Upon request, the facility was unable to provide evidence respiratory therapy staff had received and read Manager #24's email correspondence from 9/19/23.
B. Interviews
i. An interview was conducted with RT #21 on 10/19/23 at 6:56 a.m. RT #21 stated the training he received for his job as a respiratory therapist included annual competencies for procedures most often performed by respiratory therapists. RT #21 stated training was not mandatory and staff showed up if they could, but were not required to attend. RT #21 stated some of the work he did was spur of the moment and if there was an emergency, he was not concerned if there was a policy or procedure, or if he was permitted by the facility to perform the procedure. RT #21 stated he performed one intubation procedure without a physician's order, which was against hospital procedure, on 7/16/22. RT #21 stated the risk to a patient when an intubation was performed by non-privileged staff included patient harm and death.

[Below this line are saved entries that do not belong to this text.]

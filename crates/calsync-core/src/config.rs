use serde::{Deserialize, Serialize};
use std::path::{Path, PathBuf};
use url::Url;

use crate::error::ConfigError;

const APP_DIR: &str = "calsync";
const CONFIG_FILE: &str = "config.toml";

const ENV_CLIENT_ID: &str = "CALSYNC_GOOGLE_CLIENT_ID";
const ENV_CLIENT_SECRET: &str = "CALSYNC_GOOGLE_CLIENT_SECRET";

/// Configuration validation errors
#[derive(Debug, Clone)]
pub struct ConfigValidationError {
    pub field: String,
    pub message: String,
}

impl std::fmt::Display for ConfigValidationError {
    fn fmt(&self, f: &mut std::fmt::Formatter<'_>) -> std::fmt::Result {
        write!(f, "{}: {}", self.field, self.message)
    }
}

/// Result of config validation
#[derive(Debug, Clone, Default)]
pub struct ValidationResult {
    pub errors: Vec<ConfigValidationError>,
    pub warnings: Vec<ConfigValidationError>,
}

impl ValidationResult {
    /// Returns true if there are no errors (warnings are OK)
    pub fn is_valid(&self) -> bool {
        self.errors.is_empty()
    }

    pub fn add_error(&mut self, field: impl Into<String>, message: impl Into<String>) {
        self.errors.push(ConfigValidationError {
            field: field.into(),
            message: message.into(),
        });
    }

    pub fn add_warning(&mut self, field: impl Into<String>, message: impl Into<String>) {
        self.warnings.push(ConfigValidationError {
            field: field.into(),
            message: message.into(),
        });
    }

    /// Get a user-friendly message summarizing all errors
    pub fn error_summary(&self) -> String {
        self.errors
            .iter()
            .map(|e| e.to_string())
            .collect::<Vec<_>>()
            .join("; ")
    }
}

#[derive(Debug, Clone, Default, Serialize, Deserialize)]
pub struct Config {
    /// Identity provider settings
    #[serde(default)]
    pub google: GoogleConfig,

    /// Remote calendar settings
    #[serde(default)]
    pub calendar: CalendarConfig,

    /// Credential persistence settings
    #[serde(default)]
    pub storage: StorageConfig,

    /// Interactive authorization settings
    #[serde(default)]
    pub auth: AuthConfig,
}

/// Google OAuth client registration and endpoints.
#[derive(Debug, Clone, Serialize, Deserialize)]
#[serde(default)]
pub struct GoogleConfig {
    /// OAuth client ID
    /// Create at: https://console.cloud.google.com/apis/credentials
    pub client_id: String,
    /// Client secret, only required for confidential (desktop) clients
    pub client_secret: Option<String>,
    pub redirect_uri: String,
    pub scopes: Vec<String>,
    pub issuer: String,
    pub authorization_endpoint: String,
    pub token_endpoint: String,
}

impl GoogleConfig {
    /// Check if credentials are configured (not placeholders)
    pub fn is_configured(&self) -> bool {
        !self.client_id.is_empty() && !self.client_id.starts_with("YOUR_")
    }
}

impl Default for GoogleConfig {
    fn default() -> Self {
        Self {
            client_id: "YOUR_GOOGLE_CLIENT_ID".to_string(),
            client_secret: None,
            redirect_uri: "http://127.0.0.1:8085/callback".to_string(),
            scopes: vec![
                "openid".to_string(),
                "profile".to_string(),
                "email".to_string(),
                "https://www.googleapis.com/auth/calendar.events".to_string(),
            ],
            issuer: "https://accounts.google.com".to_string(),
            authorization_endpoint: "https://accounts.google.com/o/oauth2/v2/auth".to_string(),
            token_endpoint: "https://oauth2.googleapis.com/token".to_string(),
        }
    }
}

#[derive(Debug, Clone, Serialize, Deserialize)]
#[serde(default)]
pub struct CalendarConfig {
    pub api_base_url: String,
    pub calendar_id: String,
    /// Result cap for upcoming event listings
    pub max_results: u32,
    pub request_timeout_secs: u64,
}

impl Default for CalendarConfig {
    fn default() -> Self {
        Self {
            api_base_url: "https://www.googleapis.com/calendar/v3".to_string(),
            calendar_id: "primary".to_string(),
            max_results: 20,
            request_timeout_secs: 30,
        }
    }
}

/// Where the credential record is persisted.
#[derive(Debug, Clone, Copy, PartialEq, Eq, Serialize, Deserialize, Default)]
#[serde(rename_all = "lowercase")]
pub enum StorageBackend {
    #[default]
    File,
    Keyring,
}

#[derive(Debug, Clone, Default, Serialize, Deserialize)]
#[serde(default)]
pub struct StorageConfig {
    pub backend: StorageBackend,
    /// Override for the file backend directory (defaults to `<config>/calsync/tokens`)
    pub directory: Option<PathBuf>,
}

impl StorageConfig {
    /// Directory used by the file backend.
    pub fn token_directory(&self) -> Result<PathBuf, ConfigError> {
        match &self.directory {
            Some(dir) => Ok(dir.clone()),
            None => Ok(Config::app_dir()?.join("tokens")),
        }
    }
}

#[derive(Debug, Clone, Serialize, Deserialize)]
#[serde(default)]
pub struct AuthConfig {
    /// How long to wait for the browser redirect
    pub callback_timeout_secs: u64,
}

impl Default for AuthConfig {
    fn default() -> Self {
        Self {
            callback_timeout_secs: 300,
        }
    }
}

impl Config {
    /// Load configuration from the default location, creating it if missing.
    pub fn load() -> Result<Self, ConfigError> {
        Self::load_from(&Self::default_path()?)
    }

    /// Load configuration from `path`, writing defaults there if it doesn't exist.
    pub fn load_from(path: &Path) -> Result<Self, ConfigError> {
        let mut config = if path.exists() {
            let contents = std::fs::read_to_string(path)?;
            toml::from_str::<Config>(&contents)
                .map_err(|e| ConfigError::ParseError(e.to_string()))?
        } else {
            let config = Self::default();
            config.save_to(path)?;
            tracing::info!("Wrote default configuration to {}", path.display());
            config
        };

        config.apply_env_overrides();
        Ok(config)
    }

    /// Load configuration and validate it
    ///
    /// Returns the config along with any validation warnings.
    /// Returns an error if validation fails with critical errors.
    pub fn load_validated(path: Option<&Path>) -> Result<(Self, ValidationResult), ConfigError> {
        let config = match path {
            Some(p) => Self::load_from(p)?,
            None => Self::load()?,
        };
        let validation = config.validate();

        if !validation.is_valid() {
            return Err(ConfigError::Invalid(validation.error_summary()));
        }

        for warning in &validation.warnings {
            tracing::warn!("Config warning: {}", warning);
        }

        Ok((config, validation))
    }

    /// Environment variables take precedence over file values for client credentials.
    pub fn apply_env_overrides(&mut self) {
        self.apply_overrides(|key| std::env::var(key).ok());
    }

    fn apply_overrides(&mut self, lookup: impl Fn(&str) -> Option<String>) {
        if let Some(id) = lookup(ENV_CLIENT_ID).filter(|v| !v.is_empty()) {
            self.google.client_id = id;
        }
        if let Some(secret) = lookup(ENV_CLIENT_SECRET).filter(|v| !v.is_empty()) {
            self.google.client_secret = Some(secret);
        }
    }

    /// Fail unless a real OAuth client id is present.
    pub fn require_google(&self) -> Result<&GoogleConfig, ConfigError> {
        if self.google.is_configured() {
            Ok(&self.google)
        } else {
            Err(ConfigError::MissingSetting("google.client_id".to_string()))
        }
    }

    pub fn validate(&self) -> ValidationResult {
        let mut result = ValidationResult::default();

        validate_url(&self.google.redirect_uri, "google.redirect_uri", &mut result);
        validate_url(
            &self.google.authorization_endpoint,
            "google.authorization_endpoint",
            &mut result,
        );
        validate_url(&self.google.token_endpoint, "google.token_endpoint", &mut result);
        validate_url(&self.calendar.api_base_url, "calendar.api_base_url", &mut result);

        if let Ok(redirect) = Url::parse(&self.google.redirect_uri) {
            let loopback = matches!(redirect.host_str(), Some("127.0.0.1" | "localhost" | "[::1]"));
            if !loopback {
                result.add_warning(
                    "google.redirect_uri",
                    "Redirect URI is not a loopback address; the browser flow cannot receive it",
                );
            }
        }

        if self.google.scopes.is_empty() {
            result.add_error("google.scopes", "At least one scope is required");
        }

        if !self.google.is_configured() {
            result.add_warning(
                "google.client_id",
                "Google OAuth not configured - sign-in will be unavailable",
            );
        }

        if self.calendar.calendar_id.is_empty() {
            result.add_error("calendar.calendar_id", "Calendar id cannot be empty");
        }

        if self.calendar.max_results == 0 {
            result.add_error("calendar.max_results", "Result cap must be greater than 0");
        } else if self.calendar.max_results > 2500 {
            result.add_warning(
                "calendar.max_results",
                "Result cap above 2500 is clamped by the provider",
            );
        }

        if self.calendar.request_timeout_secs == 0 {
            result.add_error(
                "calendar.request_timeout_secs",
                "Request timeout must be greater than 0",
            );
        }

        if self.auth.callback_timeout_secs == 0 {
            result.add_error(
                "auth.callback_timeout_secs",
                "Callback timeout must be greater than 0",
            );
        }

        result
    }

    pub fn save_to(&self, path: &Path) -> Result<(), ConfigError> {
        if let Some(parent) = path.parent() {
            std::fs::create_dir_all(parent)?;
        }

        let contents =
            toml::to_string_pretty(self).map_err(|e| ConfigError::ParseError(e.to_string()))?;
        std::fs::write(path, contents)?;
        Ok(())
    }

    /// `<config_dir>/calsync`
    pub fn app_dir() -> Result<PathBuf, ConfigError> {
        Ok(dirs::config_dir()
            .ok_or(ConfigError::NoConfigDir)?
            .join(APP_DIR))
    }

    pub fn default_path() -> Result<PathBuf, ConfigError> {
        Ok(Self::app_dir()?.join(CONFIG_FILE))
    }
}

fn validate_url(url_str: &str, field_name: &str, result: &mut ValidationResult) {
    match Url::parse(url_str) {
        Ok(url) => {
            if url.scheme() != "http" && url.scheme() != "https" {
                result.add_error(
                    field_name,
                    format!("URL must use http or https scheme, got: {}", url.scheme()),
                );
            }
            if url.host().is_none() {
                result.add_error(field_name, "URL must have a host");
            }
            if url.port() == Some(0) {
                result.add_error(field_name, "Port cannot be 0");
            }
        }
        Err(e) => result.add_error(field_name, format!("Invalid URL: {}", e)),
    }
}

ii. An interview was conducted with RT #22 on 10/19/23 at 6:26 a.m. RT #22 stated when he worked night shift, there were several instances where he intubated patients because he felt he had no other options. RT #22 stated since he started at the facility in 2021, he recalled intubating four patients without orders and against hospital procedure. RT #22 recalled two of the intubations he performed were on 7/17/22 and 4/25/23. RT #22 stated the hospital did not have a protocol for respiratory therapy to intubate and therefore he did not know what the hospital standards for intubation were. RT #22 stated he could not recall when the other intubations he performed had occurred and that hospital management was not aware he had performed other intubations. RT #22 stated the risk to patients when intubation was performed by a non-privileged staff included misplacement of the tube into the stomach causing vomiting and aspiration.

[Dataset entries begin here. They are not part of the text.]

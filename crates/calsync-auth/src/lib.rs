//! Credential lifecycle for the calendar integration.
//!
//! Obtains a credential through the interactive authorization-code flow,
//! persists it through a [`CredentialStore`], and keeps it fresh with
//! silent refreshes driven by the [`TokenLifecycleManager`].

pub mod credential;
pub mod error;
pub mod google;
pub mod lifecycle;
pub mod oauth;
pub mod storage;

pub use credential::{Credential, TokenGrant};
pub use error::{AuthError, StorageError};
pub use google::{TokenEndpointClient, TokenRefresher};
pub use lifecycle::{
    Clock, RefreshDecision, RefreshOutcome, SessionState, SystemClock, TokenLifecycleManager,
    REFRESH_THRESHOLD_SECS,
};
pub use oauth::{AuthorizationConfig, BrowserAuthorizer, InteractiveAuthorizer};
pub use storage::{
    CredentialStore, FileCredentialStore, KeyringCredentialStore, MemoryCredentialStore,
    CREDENTIAL_KEY,
};
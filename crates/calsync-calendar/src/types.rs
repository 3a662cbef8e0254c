//! Calendar event types and provider wire formats.

use std::collections::HashSet;

use chrono::{DateTime, NaiveDate, NaiveTime, Utc};
use serde::{Deserialize, Serialize};

/// Start of an event: a whole day or an instant.
#[derive(Debug, Clone, Copy, PartialEq, Eq, Serialize, Deserialize)]
pub enum EventTime {
    DateTime(DateTime<Utc>),
    Date(NaiveDate),
}

impl EventTime {
    /// Instant of the start. A date-only value is midnight UTC of that date.
    pub fn as_datetime(&self) -> DateTime<Utc> {
        match self {
            EventTime::DateTime(dt) => *dt,
            EventTime::Date(d) => d.and_time(NaiveTime::MIN).and_utc(),
        }
    }

    pub fn is_all_day(&self) -> bool {
        matches!(self, EventTime::Date(_))
    }
}

impl std::fmt::Display for EventTime {
    fn fmt(&self, f: &mut std::fmt::Formatter<'_>) -> std::fmt::Result {
        match self {
            EventTime::DateTime(dt) => write!(f, "{}", dt.format("%Y-%m-%d %H:%M UTC")),
            EventTime::Date(d) => write!(f, "{}", d.format("%Y-%m-%d")),
        }
    }
}

/// One remote calendar entry as exposed to callers.
#[derive(Debug, Clone, PartialEq, Eq, Serialize, Deserialize)]
pub struct CalendarEvent {
    pub id: String,
    pub title: Option<String>,
    /// `None` when the provider sent no start or one that could not be parsed.
    pub start: Option<EventTime>,
}

impl CalendarEvent {
    /// Title for display; untitled events render as `(untitled)`.
    pub fn display_title(&self) -> &str {
        self.title
            .as_deref()
            .filter(|t| !t.trim().is_empty())
            .unwrap_or("(untitled)")
    }

    /// Start for display; an unknown start renders as `date unavailable`.
    pub fn display_start(&self) -> String {
        match &self.start {
            Some(start) => start.to_string(),
            None => "date unavailable".to_string(),
        }
    }

    /// Convert a provider event. A missing or unparseable start is kept as `None`.
    pub fn from_api(api: ApiEvent) -> Self {
        let start = api.start.as_ref().and_then(parse_event_time);
        if start.is_none() {
            tracing::warn!(event_id = %api.id, "Event has no usable start");
        }
        Self {
            id: api.id,
            title: api.summary,
            start,
        }
    }
}

/// Event to submit to the provider. Whole-day only.
#[derive(Debug, Clone, PartialEq, Eq)]
pub struct NewEvent {
    pub summary: String,
    pub description: Option<String>,
    pub start_date: NaiveDate,
    /// Exclusive end date.
    pub end_date: NaiveDate,
}

impl NewEvent {
    /// A one-day event on `date`.
    pub fn all_day(summary: impl Into<String>, date: NaiveDate) -> Self {
        Self {
            summary: summary.into(),
            description: None,
            start_date: date,
            end_date: date.succ_opt().unwrap_or(date),
        }
    }

    pub fn with_description(mut self, description: impl Into<String>) -> Self {
        let description = description.into();
        self.description = (!description.trim().is_empty()).then_some(description);
        self
    }

    pub(crate) fn to_request(&self) -> InsertEventRequest<'_> {
        InsertEventRequest {
            summary: &self.summary,
            description: self.description.as_deref(),
            start: ApiDate {
                date: self.start_date,
            },
            end: ApiDate {
                date: self.end_date,
            },
        }
    }
}

// API Request/Response Types

#[derive(Debug, Serialize)]
pub(crate) struct InsertEventRequest<'a> {
    pub summary: &'a str,
    #[serde(skip_serializing_if = "Option::is_none")]
    pub description: Option<&'a str>,
    pub start: ApiDate,
    pub end: ApiDate,
}

#[derive(Debug, Serialize)]
pub(crate) struct ApiDate {
    pub date: NaiveDate,
}

/// Google Calendar API event response.
#[derive(Debug, Deserialize)]
#[serde(rename_all = "camelCase")]
pub struct ApiEvent {
    pub id: String,
    pub summary: Option<String>,
    pub start: Option<ApiEventTime>,
}

#[derive(Debug, Deserialize)]
#[serde(rename_all = "camelCase")]
pub struct ApiEventTime {
    pub date_time: Option<String>,
    pub date: Option<String>,
}

/// API response for event list.
#[derive(Debug, Deserialize)]
pub struct EventListResponse {
    #[serde(default)]
    pub items: Vec<ApiEvent>,
}

fn parse_event_time(t: &ApiEventTime) -> Option<EventTime> {
    if let Some(dt) = &t.date_time {
        return DateTime::parse_from_rfc3339(dt)
            .ok()
            .map(|d| EventTime::DateTime(d.with_timezone(&Utc)));
    }
    t.date
        .as_deref()
        .and_then(|d| NaiveDate::parse_from_str(d, "%Y-%m-%d").ok())
        .map(EventTime::Date)
}

/// Turn a provider listing into an id-unique event list, keeping the
/// provider's order. The first occurrence of a repeated id wins.
pub(crate) fn dedupe_listing(items: Vec<ApiEvent>) -> Vec<CalendarEvent> {
    let mut seen = HashSet::new();
    items
        .into_iter()
        .filter(|api| {
            let fresh = seen.insert(api.id.clone());
            if !fresh {
                tracing::debug!(event_id = %api.id, "Dropping duplicate event id");
            }
            fresh
        })
        .map(CalendarEvent::from_api)
        .collect()
}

iii. An interview was conducted with Manager #24 on 10/17/23 at 11:19 a.m. Manager #24 stated respiratory services performed at the facility were high acuity but low volume and therefore, respiratory therapists were not provided consistent exposure to high-risk procedures like intubation. Manager #24 stated there were no processes that held staff accountable if they did not complete respiratory therapy training and that continued competency training was not mandatory. Manager #24 stated the hospital culture allowed staff to work outside of their privileges and competencies as long as no harm came to patients. Manager #24 stated respiratory therapists did not perform intubations because the hospital did not have the competencies or training for them to do so. Manager #24 stated respiratory therapy staff had intubated patients without the demonstrated competency, policy, training, and protocol to do so. Manager #24 stated the risk to patients when intubation was performed by a non-privileged staff included aspiration, damage to vocal cords, and death.
iv. An interview was conducted with anesthesia medical director (Director) #23 on 10/18/23 at 9:21 a.m. Director #23 stated the facility did not want staff without training or experience to perform intubations and there was no need, or reason, for staff with less experience to intubate. Director #23 stated intubation was not the only way to provide respiratory supportive care. Director #31 stated the facility had an algorithm to follow for intubations and it did not include intubation by respiratory therapists. Director #23 stated he was aware respiratory therapists had intubated in the facility. Additionally, Director #23 stated during intubation, patients were at risk of esophagus (throat) occlusion and swelling which would make subsequent intubations difficult.